I love it when the standards and philosophies I try to implement with my development team are validated by the experience of the team. Unfortunately, that validation usually occurs when the something bad happens. And I hate being the "I told you so", guy. It's hard to say "we should have done this" without being that guy, so I try to phrase things in terms of "let's make sure we do this in the future, and it will help prevent that from happening again". I don't always state things that way, though... have to keep working on that.
Background Story
Earlier this week, I did a small review session with my current project team, discussing the important of proper Model-View-Presenter setup and proper / complete unit tests for that MVP setup. I brought up an example of our applications login screen which has a username entry, password entry, and a drop down list of values based on the username entered. With these three simple input fields and two buttons on the screen (Login and Cancel buttons), can you guess how many unit tests I have for the presenter? ... twenty-three (23).
Why are there so many unit tests for such a simple screen? Because there is a lot of business logic and process involved in selecting a valid value from the drop down list, based on the username you specified. This logic includes handling for non-existent usernames, users with no values assigned to them, validating the value selected is ok for the user specified, and a few others.
The extent of my unit tests has covered every possible scenario that I could think of, including scenarios that I know my actual view implementation will not present. By handling for the cases that I know I will not even create in my view, I am accounting for the future development of the project, potential changes to requirements, and other developers coming along behind me and not knowing what should really be going on. I have safe-guarded the login screen from other developers (including myself) and from fringe-case broken code, that could potentially compromise our application.
Development Incident
Today, one of my team members asked me why I modified one of our entities to always instantiate sub-objects at default values, when the parent object is instantiated. I gave a brief description of how I was trying to follow a common principal in Domain Driven Design and Agile Development, where the aggregate object should never be instantiated in an invalid state.
After providing that brief description, it occurred to me that the reason for asking the question was because they were having a problem with the modifications that I made. As it turns out, my changes to always instantiate the sub-objects caused the add/edit screen for the parent object to break because the presenter for the screen is paying attention to whether or not the sub-objects were null, to decide whether or not the Save button was enabled.
To remedy the problem in the short term, we are rolling back the object changes so that the sub-objects are initially null. Long term, we will be discussing the need to provide a valid object state on instantiation and the idea that we should actively prevent null references instead of code for them.
Illustration of the important of Unit Testing completeness
The thought then occurred to me - if the presenter is relying on null values in the object to enable / disable functionality in the view, then there should be unit tests to show that the logic and functionality is working correctly. Since I was able to modify the entity without breaking any unit tests in the presenter, it follows that the presenter was not fully unit tested. Had the presenter been fully unit tested, the changes I made would have broken the unit tests and our automated build process would fail (we call non-passing/broken unit tests a build failure).

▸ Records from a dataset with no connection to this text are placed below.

//! # CGCore / ISO 19115 Metadata Mapper
//!
//! This library translates metadata records between two vocabularies: the flat
//! CGCore field set and the hierarchical, path-addressed ISO 19115 tree.
//!
//! ## Core Components
//!
//! * `schema` - The field-to-path mapping table and the bidirectional mapper
//! * `error` - Error types and handling
//! * `logging` - Logger setup and feature-specific logging macros
//! * `config` - Service configuration loading
//! * `server` - HTTP surface exposing the mapper's request/response contract
//!
//! ## Architecture
//!
//! The mapper is a pure, stateless transform. A `SchemaMapper` holds an
//! immutable `FieldMapping` and its derived `ReverseMapping`, built once at
//! startup and shared by reference with whichever component needs translation.
//! Fields and paths with no counterpart in the table are dropped silently in
//! both directions.

pub mod logging;

pub mod config;
pub mod error;
pub mod schema;
pub mod server;

pub use config::{load_mapper_config, MapperConfig};
pub use error::{MapperError, MapperResult};
pub use schema::mapper::{
    Direction, FieldMapping, FlatRecord, HierarchicalTree, IsoNode, MapRequest, MapResponse,
    MappingDiagnostics, ReverseMapping, SchemaMapper,
};
pub use server::MapperHttpServer;
//! Configuration for the mapper service
//!
//! The HTTP server and CLI read a JSON service configuration; the logging
//! section can also live in its own TOML file (see [`LogConfig::from_file`]).

pub mod error;

pub use error::{ConfigError, ConfigResult};

use crate::logging::config::LogConfig;
use crate::{log_config_error, log_config_info};
use serde::{Deserialize, Serialize};
use std::path::Path;

/// Environment variable naming the configuration file
pub const CONFIG_ENV_VAR: &str = "CGCORE_ISO_CONFIG";

/// Default configuration file location
pub const DEFAULT_CONFIG_PATH: &str = "config/mapper_config.json";

/// Configuration for a mapper service instance.
#[derive(Debug, Clone, Serialize, Deserialize, PartialEq, Default)]
pub struct MapperConfig {
    /// HTTP listener settings
    #[serde(default)]
    pub http: HttpConfig,
    /// Logging settings
    #[serde(default)]
    pub logging: LogConfig,
}

/// HTTP listener settings
#[derive(Debug, Clone, Serialize, Deserialize, PartialEq)]
pub struct HttpConfig {
    #[serde(default = "default_host")]
    pub host: String,
    #[serde(default = "default_port")]
    pub port: u16,
}

fn default_host() -> String {
    "127.0.0.1".to_string()
}

fn default_port() -> u16 {
    9001
}

impl Default for HttpConfig {
    fn default() -> Self {
        Self {
            host: default_host(),
            port: default_port(),
        }
    }
}

impl HttpConfig {
    /// Address in `host:port` form
    pub fn bind_address(&self) -> String {
        format!("{}:{}", self.host, self.port)
    }
}

impl MapperConfig {
    /// Set the HTTP port
    pub fn with_port(mut self, port: u16) -> Self {
        self.http.port = port;
        self
    }

    /// Read a configuration file.
    ///
    /// # Errors
    ///
    /// Returns a `ConfigError` if the file cannot be read or is not valid
    /// configuration JSON.
    pub fn from_file<P: AsRef<Path>>(path: P) -> ConfigResult<Self> {
        let content = std::fs::read_to_string(path.as_ref())?;
        serde_json::from_str(&content).map_err(|e| ConfigError::Parse(e.to_string()))
    }

    /// Check ranges the type system does not enforce
    pub fn validate(&self) -> ConfigResult<()> {
        if self.http.port == 0 {
            return Err(ConfigError::Validation {
                field: "http.port".to_string(),
                message: "Port must be greater than 0".to_string(),
            });
        }
        if self.http.host.trim().is_empty() {
            return Err(ConfigError::Validation {
                field: "http.host".to_string(),
                message: "Host must not be empty".to_string(),
            });
        }
        self.logging.validate()
    }
}

/// Load the service configuration.
///
/// The file is taken from `path`, else the `CGCORE_ISO_CONFIG` environment
/// variable, else `config/mapper_config.json`. A missing file yields the
/// defaults. `port`, when given, replaces the configured port.
///
/// # Errors
///
/// Returns a `ConfigError` if the file exists but cannot be parsed, or if the
/// resulting configuration fails validation.
pub fn load_mapper_config(path: Option<&str>, port: Option<u16>) -> ConfigResult<MapperConfig> {
    let config_path = path
        .map(|p| p.to_string())
        .or_else(|| std::env::var(CONFIG_ENV_VAR).ok())
        .unwrap_or_else(|| DEFAULT_CONFIG_PATH.to_string());

    let mut config = if Path::new(&config_path).exists() {
        match MapperConfig::from_file(&config_path) {
            Ok(cfg) => {
                log_config_info!("Loaded configuration from {}", config_path);
                cfg
            }
            Err(e) => {
                log_config_error!("Failed to parse configuration {}: {}", config_path, e);
                return Err(e);
            }
        }
    } else {
        log_config_info!(
            "No configuration at {}, using defaults",
            config_path
        );
        MapperConfig::default()
    };

    if let Some(p) = port {
        config = config.with_port(p);
    }
    config.logging.apply_env_overrides();
    config.validate()?;
    Ok(config)
}
//! HTTP route tests against an in-process service.

use actix_web::{test, web, App};
use cgcore_iso::server::{configure_routes, AppState};
use cgcore_iso::SchemaMapper;
use serde_json::{json, Value};
use std::sync::Arc;

macro_rules! mapper_app {
    () => {
        test::init_service(
            App::new()
                .app_data(web::Data::new(AppState::new(Arc::new(SchemaMapper::new()))))
                .configure(configure_routes),
        )
        .await
    };
}

#[actix_web::test]
async fn post_mapper_returns_result() {
    let app = mapper_app!();

    let req = test::TestRequest::post()
        .uri("/api/mapper")
        .set_json(json!({
            "direction": "cgcore_to_iso",
            "metadata": {"title": "Sample Dataset", "rights": "dropped"}
        }))
        .to_request();
    let resp = test::call_service(&app, req).await;
    assert_eq!(resp.status(), 200);

    let body: Value = test::read_body_json(resp).await;
    assert_eq!(
        body,
        json!({
            "result": {
                "identificationInfo": {
                    "MD_DataIdentification": {
                        "citation": {"CI_Citation": {"title": "Sample Dataset"}}
                    }
                }
            }
        })
    );
}

#[actix_web::test]
async fn post_mapper_defaults_to_iso_to_cgcore() {
    let app = mapper_app!();

    let req = test::TestRequest::post()
        .uri("/api/mapper")
        .set_json(json!({
            "metadata": {
                "identificationInfo": {"MD_DataIdentification": {"abstract": "About"}}
            }
        }))
        .to_request();
    let body: Value = test::call_and_read_body_json(&app, req).await;
    assert_eq!(body, json!({"result": {"description": "About"}}));
}

#[actix_web::test]
async fn post_mapper_null_direction_is_iso_to_cgcore() {
    let app = mapper_app!();

    let req = test::TestRequest::post()
        .uri("/api/mapper")
        .set_json(json!({
            "direction": null,
            "metadata": {
                "identificationInfo": {"MD_DataIdentification": {"abstract": "About"}}
            }
        }))
        .to_request();
    let body: Value = test::call_and_read_body_json(&app, req).await;
    assert_eq!(body, json!({"result": {"description": "About"}}));
}

#[actix_web::test]
async fn post_mapper_ignores_unmapped_object_fields() {
    let app = mapper_app!();

    let req = test::TestRequest::post()
        .uri("/api/mapper")
        .set_json(json!({
            "direction": "cgcore_to_iso",
            "metadata": {"language": "eng", "keywords": {"theme": "env"}}
        }))
        .to_request();
    let resp = test::call_service(&app, req).await;
    assert_eq!(resp.status(), 200);
    let body: Value = test::read_body_json(resp).await;
    assert_eq!(
        body,
        json!({"result": {"identificationInfo": {"MD_DataIdentification": {"language": "eng"}}}})
    );
}

#[actix_web::test]
async fn post_mapper_rejects_bad_payloads() {
    let app = mapper_app!();

    let req = test::TestRequest::post()
        .uri("/api/mapper")
        .insert_header(("content-type", "application/json"))
        .set_payload("not json")
        .to_request();
    let resp = test::call_service(&app, req).await;
    assert_eq!(resp.status(), 400);
    let body: Value = test::read_body_json(resp).await;
    assert!(body["error"].is_string());

    let req = test::TestRequest::post()
        .uri("/api/mapper")
        .set_json(json!({"direction": "iso_to_cgcore", "metadata": ["a"]}))
        .to_request();
    let resp = test::call_service(&app, req).await;
    assert_eq!(resp.status(), 400);
    let body: Value = test::read_body_json(resp).await;
    assert!(body.get("result").is_none());
    assert!(body["error"].is_string());
}

#[actix_web::test]
async fn get_fields_lists_table_in_order() {
    let app = mapper_app!();

    let req = test::TestRequest::get().uri("/api/mapper/fields").to_request();
    let body: Value = test::call_and_read_body_json(&app, req).await;
    let rows = body.as_array().unwrap();
    assert_eq!(rows.len(), 12);
    assert_eq!(rows[0]["field"], json!("title"));
    assert_eq!(rows[11]["field"], json!("temporal_extent"));
}

#[actix_web::test]
async fn get_diagnostics_is_clean() {
    let app = mapper_app!();

    let req = test::TestRequest::get()
        .uri("/api/mapper/diagnostics")
        .to_request();
    let body: Value = test::call_and_read_body_json(&app, req).await;
    assert_eq!(
        body,
        json!({"collisions": [], "prefix_conflicts": [], "empty_paths": []})
    );
}

#[actix_web::test]
async fn get_system_status() {
    let app = mapper_app!();

    let req = test::TestRequest::get().uri("/api/system/status").to_request();
    let body: Value = test::call_and_read_body_json(&app, req).await;
    assert_eq!(body["status"], json!("running"));
    assert_eq!(body["fields"], json!(12));
}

I mentioned this to the team member, and I saw the light click on in his eyes... that moment of understanding why we should be unit testing so thoroughly.
In the future...
I'm sure we'll run into this again, in the future. I'm as guilty as anyone of not fully unit testing things... hopefully my team and I will continue to learn and grow, though, and we will continue to reduce the number of times that this situation occurs. The up-side, though, is that I will likely see more of the "aha!" moments in my team mebers. I love seeing that in my team members, even more than having it occur for me. If I can help that moment occur for my team, then I'm doing something right.